◆ What this task involves:
An exact transcript of the records is what this task asks for.

--------------------------------

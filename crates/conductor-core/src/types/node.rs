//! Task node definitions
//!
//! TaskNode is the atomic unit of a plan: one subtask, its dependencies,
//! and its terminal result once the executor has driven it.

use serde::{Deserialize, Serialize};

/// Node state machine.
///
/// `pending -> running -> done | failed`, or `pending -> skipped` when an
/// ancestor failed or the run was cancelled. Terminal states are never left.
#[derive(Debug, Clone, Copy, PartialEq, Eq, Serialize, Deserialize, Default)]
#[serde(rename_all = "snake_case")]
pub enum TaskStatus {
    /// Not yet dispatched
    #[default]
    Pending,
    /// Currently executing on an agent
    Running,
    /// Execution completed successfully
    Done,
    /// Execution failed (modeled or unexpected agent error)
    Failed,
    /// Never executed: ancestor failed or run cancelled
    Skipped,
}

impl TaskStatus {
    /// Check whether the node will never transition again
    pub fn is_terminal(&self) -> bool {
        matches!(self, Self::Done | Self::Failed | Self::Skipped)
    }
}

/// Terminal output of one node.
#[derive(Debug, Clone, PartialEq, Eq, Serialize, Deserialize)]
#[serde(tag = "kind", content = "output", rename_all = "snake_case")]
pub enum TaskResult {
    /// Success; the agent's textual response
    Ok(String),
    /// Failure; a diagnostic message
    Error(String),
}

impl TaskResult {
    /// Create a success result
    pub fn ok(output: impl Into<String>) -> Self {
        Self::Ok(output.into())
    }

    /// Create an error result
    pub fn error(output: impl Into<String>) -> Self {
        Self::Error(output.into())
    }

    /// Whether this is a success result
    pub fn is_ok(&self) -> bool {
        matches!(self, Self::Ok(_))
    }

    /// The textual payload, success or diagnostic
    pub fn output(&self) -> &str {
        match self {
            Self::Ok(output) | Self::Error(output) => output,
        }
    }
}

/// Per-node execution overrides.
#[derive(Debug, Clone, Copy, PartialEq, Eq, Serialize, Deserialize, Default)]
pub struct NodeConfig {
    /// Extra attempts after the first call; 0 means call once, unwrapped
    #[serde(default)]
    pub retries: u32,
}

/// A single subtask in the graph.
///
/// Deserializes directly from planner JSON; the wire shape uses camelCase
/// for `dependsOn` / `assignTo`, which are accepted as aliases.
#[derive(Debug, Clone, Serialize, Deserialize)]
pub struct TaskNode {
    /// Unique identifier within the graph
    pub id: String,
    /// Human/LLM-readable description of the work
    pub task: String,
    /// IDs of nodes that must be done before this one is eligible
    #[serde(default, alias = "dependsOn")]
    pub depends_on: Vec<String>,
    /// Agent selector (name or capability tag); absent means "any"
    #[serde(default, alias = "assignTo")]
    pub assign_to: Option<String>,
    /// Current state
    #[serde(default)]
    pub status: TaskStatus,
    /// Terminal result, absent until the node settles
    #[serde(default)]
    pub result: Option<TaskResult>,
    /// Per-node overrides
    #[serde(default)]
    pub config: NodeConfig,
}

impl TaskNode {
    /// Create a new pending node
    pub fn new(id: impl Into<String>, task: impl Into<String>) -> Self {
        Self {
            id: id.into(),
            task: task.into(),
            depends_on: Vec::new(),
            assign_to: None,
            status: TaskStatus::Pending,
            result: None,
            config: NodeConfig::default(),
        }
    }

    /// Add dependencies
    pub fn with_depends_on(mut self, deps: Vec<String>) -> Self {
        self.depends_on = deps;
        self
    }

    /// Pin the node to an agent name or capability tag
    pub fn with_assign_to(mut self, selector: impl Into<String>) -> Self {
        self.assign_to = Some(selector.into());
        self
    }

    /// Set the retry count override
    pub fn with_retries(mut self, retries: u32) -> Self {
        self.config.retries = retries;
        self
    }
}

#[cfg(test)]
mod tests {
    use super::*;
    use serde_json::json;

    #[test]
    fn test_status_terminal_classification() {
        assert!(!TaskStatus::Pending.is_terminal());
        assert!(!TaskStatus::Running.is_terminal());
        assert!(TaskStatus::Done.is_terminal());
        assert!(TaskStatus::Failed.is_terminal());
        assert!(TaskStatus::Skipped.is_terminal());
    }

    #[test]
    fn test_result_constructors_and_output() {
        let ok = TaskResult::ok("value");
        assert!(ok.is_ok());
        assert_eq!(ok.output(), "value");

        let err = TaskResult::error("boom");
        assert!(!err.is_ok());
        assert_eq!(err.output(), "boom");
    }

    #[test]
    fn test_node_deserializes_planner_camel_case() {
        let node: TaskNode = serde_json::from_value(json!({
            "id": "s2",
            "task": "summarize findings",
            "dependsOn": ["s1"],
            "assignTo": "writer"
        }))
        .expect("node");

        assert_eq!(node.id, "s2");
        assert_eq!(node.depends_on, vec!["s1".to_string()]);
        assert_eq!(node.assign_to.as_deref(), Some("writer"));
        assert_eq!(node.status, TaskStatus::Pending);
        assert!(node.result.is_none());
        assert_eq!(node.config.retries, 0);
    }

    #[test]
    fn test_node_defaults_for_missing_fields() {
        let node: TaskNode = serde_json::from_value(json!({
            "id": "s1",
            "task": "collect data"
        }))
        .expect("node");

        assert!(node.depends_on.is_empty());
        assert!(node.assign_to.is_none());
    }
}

--------------------------------

◆ Written answer:
filename crates/conductor-core/src/types/node.rs
//! Task node definitions
//!
//! TaskNode is the atomic unit of a plan: one subtask, its dependencies,
//! and its terminal result once the executor has driven it.

use serde::{Deserialize, Serialize};

/// Node state machine.
///
/// `pending -> running -> done | failed`, or `pending -> skipped` when an
/// ancestor failed or the run was cancelled. Terminal states are never left.
#[derive(Debug, Clone, Copy, PartialEq, Eq, Serialize, Deserialize, Default)]
#[serde(rename_all = "snake_case")]
pub enum TaskStatus {
    /// Not yet dispatched
    #[default]
    Pending,
    /// Currently executing on an agent
    Running,
    /// Execution completed successfully
    Done,
    /// Execution failed (modeled or unexpected agent error)
    Failed,
    /// Never executed: ancestor failed or run cancelled
    Skipped,
}

impl TaskStatus {
    /// Check whether the node will never transition again
    pub fn is_terminal(&self) -> bool {
        matches!(self, Self::Done | Self::Failed | Self::Skipped)
    }
}

/// Terminal output of one node.
#[derive(Debug, Clone, PartialEq, Eq, Serialize, Deserialize)]
#[serde(tag = "kind", content = "output", rename_all = "snake_case")]
pub enum TaskResult {
    /// Success; the agent's textual response
    Ok(String),
    /// Failure; a diagnostic message
    Error(String),
}

impl TaskResult {
    /// Create a success result
    pub fn ok(output: impl Into<String>) -> Self {
        Self::Ok(output.into())
    }

    /// Create an error result
    pub fn error(output: impl Into<String>) -> Self {
        Self::Error(output.into())
    }

    /// Whether this is a success result
    pub fn is_ok(&self) -> bool {
        matches!(self, Self::Ok(_))
    }

    /// The textual payload, success or diagnostic
    pub fn output(&self) -> &str {
        match self {
            Self::Ok(output) | Self::Error(output) => output,
        }
    }
}

/// Per-node execution overrides.
#[derive(Debug, Clone, Copy, PartialEq, Eq, Serialize, Deserialize, Default)]
pub struct NodeConfig {
    /// Extra attempts after the first call; 0 means call once, unwrapped
    #[serde(default)]
    pub retries: u32,
}

/// A single subtask in the graph.
///
/// Deserializes directly from planner JSON; the wire shape uses camelCase
/// for `dependsOn` / `assignTo`, which are accepted as aliases.
#[derive(Debug, Clone, Serialize, Deserialize)]
pub struct TaskNode {
    /// Unique identifier within the graph
    pub id: String,
    /// Human/LLM-readable description of the work
    pub task: String,
    /// IDs of nodes that must be done before this one is eligible
    #[serde(default, alias = "dependsOn")]
    pub depends_on: Vec<String>,
    /// Agent selector (name or capability tag); absent means "any"
    #[serde(default, alias = "assignTo")]
    pub assign_to: Option<String>,
    /// Current state
    #[serde(default)]
    pub status: TaskStatus,
    /// Terminal result, absent until the node settles
    #[serde(default)]
    pub result: Option<TaskResult>,
    /// Per-node overrides
    #[serde(default)]
    pub config: NodeConfig,
}

impl TaskNode {
    /// Create a new pending node
    pub fn new(id: impl Into<String>, task: impl Into<String>) -> Self {
        Self {
            id: id.into(),
            task: task.into(),
            depends_on: Vec::new(),
            assign_to: None,
            status: TaskStatus::Pending,
            result: None,
            config: NodeConfig::default(),
        }
    }

    /// Add dependencies
    pub fn with_depends_on(mut self, deps: Vec<String>) -> Self {
        self.depends_on = deps;
        self
    }

    /// Pin the node to an agent name or capability tag
    pub fn with_assign_to(mut self, selector: impl Into<String>) -> Self {
        self.assign_to = Some(selector.into());
        self
    }

    /// Set the retry count override
    pub fn with_retries(mut self, retries: u32) -> Self {
        self.config.retries = retries;
        self
    }
}

#[cfg(test)]
mod tests {
    use super::*;
    use serde_json::json;

    #[test]
    fn test_status_terminal_classification() {
        assert!(!TaskStatus::Pending.is_terminal());
        assert!(!TaskStatus::Running.is_terminal());
        assert!(TaskStatus::Done.is_terminal());
        assert!(TaskStatus::Failed.is_terminal());
        assert!(TaskStatus::Skipped.is_terminal());
    }

    #[test]
    fn test_result_constructors_and_output() {
        let ok = TaskResult::ok("value");
        assert!(ok.is_ok());
        assert_eq!(ok.output(), "value");

        let err = TaskResult::error("boom");
        assert!(!err.is_ok());
        assert_eq!(err.output(), "boom");
    }

    #[test]
    fn test_node_deserializes_planner_camel_case() {
        let node: TaskNode = serde_json::from_value(json!({
            "id": "s2",
            "task": "summarize findings",
            "dependsOn": ["s1"],
            "assignTo": "writer"
        }))
        .expect("node");

        assert_eq!(node.id, "s2");
        assert_eq!(node.depends_on, vec!["s1".to_string()]);
        assert_eq!(node.assign_to.as_deref(), Some("writer"));
        assert_eq!(node.status, TaskStatus::Pending);
        assert!(node.result.is_none());
        assert_eq!(node.config.retries, 0);
    }

    #[test]
    fn test_node_defaults_for_missing_fields() {
        let node: TaskNode = serde_json::from_value(json!({
            "id": "s1",
            "task": "collect data"
        }))
        .expect("node");

        assert!(node.depends_on.is_empty());
        assert!(node.assign_to.is_none());
    }
}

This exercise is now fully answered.